Le travail doit avoir du sens. C’est ce que Sylvaine Perragin, psychologue du travail, à la tête du cabinet de consultance RH Tédéa-Conseil, défend depuis 20 ans. Spécialiste de la question de la souffrance des travailleurs, elle revient sur les débats actuels qui secouent le monde du travail.
Pourquoi le sens au travail est-elle une notion cardinale dans notre société ?
On confond souvent sens et intérêt. Ce qui est nouveau dans nos sociétés occidentales, c’est que les jeunes demandent aujourd’hui à ce que le travail ait de l’intérêt. Or, s’il n’existait que les emplois qui ont un intérêt prioritaire, alors 90% des boulots seraient exclus! Le travail trouve son sens dans le soin que l’on met à la tâche.Vous pouvez être ouvrier dans une usine et vous y épanouir. Mais pour cela, il faut penser une organisation du travail cohérente, dans le respect des uns et des autres. Or la perte de sens apparaît souvent lorsque l’on n’arrive plus à faire correctement son travail. Il ne faut pas l’oublier : nous sommes une part de ce que l’on fait. Voilà pourquoi et comment on se retrouve avec 400 000 burn-outs par an.
Que signifie pour vous le bien-être au travail et depuis quand en parle-t-on en France ?
La notion de bien-être au travail ne signifie à peu près rien. Il faut la re-contextualiser. Depuis les années 1990-2000 avec la médiatisation des vagues de suicides chez Renault et France Télécom, on évoque la souffrance des travailleurs. Mais progressivement, au lieu d’évoquer le mal-être, on a inversé la logique sémantique : on a parlé de qualité de vie, puis de bien-être et aujourd’hui de bonheur au travail. Or même si on développe ces concepts avec une artillerie d’outils marketing, c’est bien le mal-être au travail et non le bien-être, le point de départ.
C’est comme cela qu’est apparu le business du “bien-être” au travail ?
Exactement, et cela passe par la création de “manageurs du bonheur”, qui peut faire rire, mais dit quelque chose de grave sur notre société : les gens vont de plus en plus mal. Et comme le marché récupère tout, il s’est aussi accaparé ces questions : c’est ce que l’on peut appeler du bien-être washing. Pour éradiquer la souffrance au travail, la vraie remise en question doit être systémique.

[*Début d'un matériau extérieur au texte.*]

//! Albor LTE UE Sync Receiver
//!
//! Runs cell search and tracking on an IQ capture or on a synthetic downlink
//! and logs acquisition, tracking and loss events.

mod config;

use anyhow::{Context, Result};
use clap::Parser;
use std::sync::atomic::{AtomicBool, Ordering};
use std::sync::Arc;
use tracing::{debug, error, info, warn};
use tracing_subscriber::{fmt, EnvFilter};

use common::{CellIdentity, CyclicPrefixKind, DuplexMode};
use interfaces::{FileSampleSource, InterfaceError, SampleFormat, SampleSource};
use layers::phy::{DownlinkGenerator, UeSync, UeSyncEvent, UeSyncStats};
use layers::LayerError;

use config::UeAppConfig;

/// Albor LTE UE cell search and synchronization receiver
#[derive(Parser, Debug)]
#[command(author, version, about, long_about = None)]
struct Args {
    /// Path to TOML configuration file
    #[arg(short, long)]
    config: Option<String>,

    /// Log level (trace, debug, info, warn, error)
    #[arg(short, long)]
    log_level: Option<String>,

    /// IQ capture to process
    #[arg(short, long)]
    input: Option<String>,

    /// Capture sample format (cf32, ci16)
    #[arg(long)]
    format: Option<String>,

    /// Use the synthetic downlink even if a capture is configured
    #[arg(long)]
    synthetic: bool,

    /// Physical cell ID of the synthetic downlink (0-503)
    #[arg(long)]
    cell_id: Option<u16>,

    /// Carrier offset of the synthetic downlink in Hz
    #[arg(long)]
    cfo_hz: Option<f32>,

    /// SNR of the synthetic downlink in dB
    #[arg(long)]
    snr_db: Option<f32>,

    /// Synthetic downlink uses TDD
    #[arg(long)]
    tdd: bool,

    /// Synthetic downlink uses extended CP
    #[arg(long)]
    extended_cp: bool,

    /// Stop after this many subframes
    #[arg(long)]
    subframes: Option<u64>,
}

#[tokio::main]
async fn main() -> Result<()> {
    let args = Args::parse();

    let mut config = match &args.config {
        Some(path) => UeAppConfig::load(path)?,
        None => UeAppConfig::default(),
    };

    // Initialize logging
    let log_level = args.log_level.clone().unwrap_or_else(|| config.log.level.clone());
    let env_filter = EnvFilter::try_from_default_env().unwrap_or_else(|_| EnvFilter::new(&log_level));

    fmt()
        .with_env_filter(env_filter)
        .with_target(true)
        .with_thread_ids(true)
        .with_line_number(true)
        .init();

    info!("Starting Albor LTE UE sync receiver");
    if let Some(path) = &args.config {
        info!("Configuration file: {}", path);
    }

    apply_overrides(&mut config, &args)?;
    let source = open_source(&config)?;

    info!("Sync configuration:");
    info!("  FFT size: {}", config.sync.fft_size);
    info!("  Search window: {} subframes", config.sync.nof_recv_sf);
    info!("  Thresholds: find {:.2}, track {:.2}", config.sync.find_threshold, config.sync.track_threshold);
    match config.sync.n_id_2 {
        Some(n_id_2) => info!("  N_id_2: {}", n_id_2),
        None => info!("  N_id_2: search all"),
    }

    let ue = UeSync::new(config.sync.clone(), source).context("creating UE sync driver")?;

    let running = Arc::new(AtomicBool::new(true));
    let mut handle = {
        let running = running.clone();
        let run = config.run.clone();
        tokio::task::spawn_blocking(move || run_receiver(ue, run.max_subframes, run.stats_interval, &running))
    };

    // Wait for shutdown signal or end of stream
    let result = tokio::select! {
        _ = tokio::signal::ctrl_c() => {
            info!("Received shutdown signal");
            running.store(false, Ordering::Relaxed);
            tokio::time::timeout(tokio::time::Duration::from_secs(5), &mut handle)
                .await
                .context("receiver did not stop")?
        }
        result = &mut handle => result,
    };

    let stats = result.context("receiver task failed")??;
    info!("Receiver statistics:");
    info!("  Windows searched: {}, find hits: {}", stats.windows_searched, stats.find_hits);
    info!("  Subframes delivered: {}", stats.subframes_delivered);
    info!("  PSS tracked: {}, missed: {}", stats.track_ok, stats.track_lost);
    info!("  Cells lost: {}, offset corrections: {}", stats.cells_lost, stats.offset_corrections);

    info!("UE sync receiver shutdown complete");
    Ok(())
}

/// Fold command line flags into the loaded configuration
fn apply_overrides(config: &mut UeAppConfig, args: &Args) -> Result<()> {
    if let Some(input) = &args.input {
        config.source.input = Some(input.clone());
    }
    if let Some(format) = &args.format {
        config.source.format = format.clone();
    }
    if args.synthetic {
        config.source.input = None;
    }
    if let Some(pci) = args.cell_id {
        config.synthetic.cell = CellIdentity::from_physical_cell_id(pci)
            .map_err(|e| anyhow::anyhow!("Invalid cell ID {}: {}", pci, e))?;
    }
    if let Some(cfo_hz) = args.cfo_hz {
        config.synthetic.cfo_hz = cfo_hz;
    }
    if let Some(snr_db) = args.snr_db {
        config.synthetic.snr_db = Some(snr_db);
    }
    if args.tdd {
        config.synthetic.duplex_mode = DuplexMode::Tdd;
    }
    if args.extended_cp {
        config.synthetic.cp = CyclicPrefixKind::Extended;
    }
    if args.subframes.is_some() {
        config.run.max_subframes = args.subframes;
    }
    config.synthetic.fft_size = config.sync.fft_size;
    Ok(())
}

fn open_source(config: &UeAppConfig) -> Result<Box<dyn SampleSource>> {
    match &config.source.input {
        Some(path) => {
            let format: SampleFormat = config.source.format.parse()?;
            let source = FileSampleSource::open(path, format, config.source.looping)
                .with_context(|| format!("opening capture {}", path))?;
            Ok(Box::new(source))
        }
        None => {
            let synthetic = &config.synthetic;
            info!("Synthetic downlink:");
            info!("  Cell: {}", synthetic.cell);
            info!("  CP: {}, {}", synthetic.cp, synthetic.duplex_mode);
            info!("  CFO: {} Hz, SNR: {:?} dB", synthetic.cfo_hz, synthetic.snr_db);
            Ok(Box::new(DownlinkGenerator::new(synthetic.clone())?))
        }
    }
}

/// Drive the receiver until the stream ends, the limit is reached or shutdown is requested
fn run_receiver(
    mut ue: UeSync,
    max_subframes: Option<u64>,
    stats_interval: u64,
    running: &AtomicBool,
) -> Result<UeSyncStats> {
    let window_subframes = ue.config().nof_recv_sf as u64;
    let mut processed = 0u64;

    while running.load(Ordering::Relaxed) && max_subframes.map_or(true, |max| processed < max) {
        match ue.next_subframe() {
            Ok(UeSyncEvent::Searching) => {
                processed += window_subframes;
                debug!("Searching (last PSR {:.2})", ue.stats().last_psr);
            }
            Ok(UeSyncEvent::CellFound(cell)) => {
                processed += window_subframes;
                info!(
                    "Tracking {}: CP {}, {}, CFO {:.1} Hz",
                    cell,
                    ue.cp(),
                    ue.duplex_mode(),
                    ue.cfo_hz()
                );
            }
            Ok(UeSyncEvent::Subframe(sf_idx)) => {
                processed += 1;
                let delivered = ue.stats().subframes_delivered;
                if stats_interval > 0 && delivered % stats_interval == 0 {
                    info!(
                        "Subframe {}: {} delivered, CFO {:.1} Hz, SFO {:.2} samples/s, PSR {:.2}",
                        sf_idx,
                        delivered,
                        ue.cfo_hz(),
                        ue.sfo_hz(),
                        ue.stats().last_psr
                    );
                }
            }
            Ok(UeSyncEvent::CellLost) => {
                processed += 1;
                warn!("Cell lost, searching again");
            }
            Err(LayerError::ShortRead { .. }) | Err(LayerError::Interface(InterfaceError::EndOfStream)) => {
                info!("End of sample stream");
                break;
            }
            Err(e) => {
                error!("UE sync failed: {}", e);
                return Err(e.into());
            }
        }
    }

    Ok(ue.stats().clone())
}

Comment la crise sanitaire a-t-elle impacté le monde du travail?
Le covid a favorisé le basculement en télétravail. Ce dernier est en train d’atomiser la société: sans vie d’entreprise, il n’y a plus de projet commun. Certes, il a pu être bénéfique en permettant de faire une pause quand ça n’allait pas bien. Cependant, il y a des endroits où ça s’est très mal passé : les gens se sont sentis extrêmement surveillés. Les entreprises ont fait du mieux qu’elles ont pu. Aujourd’hui, elles doivent impérativement adapter et organiser le travail à distance, en consultant avant tout les salariés.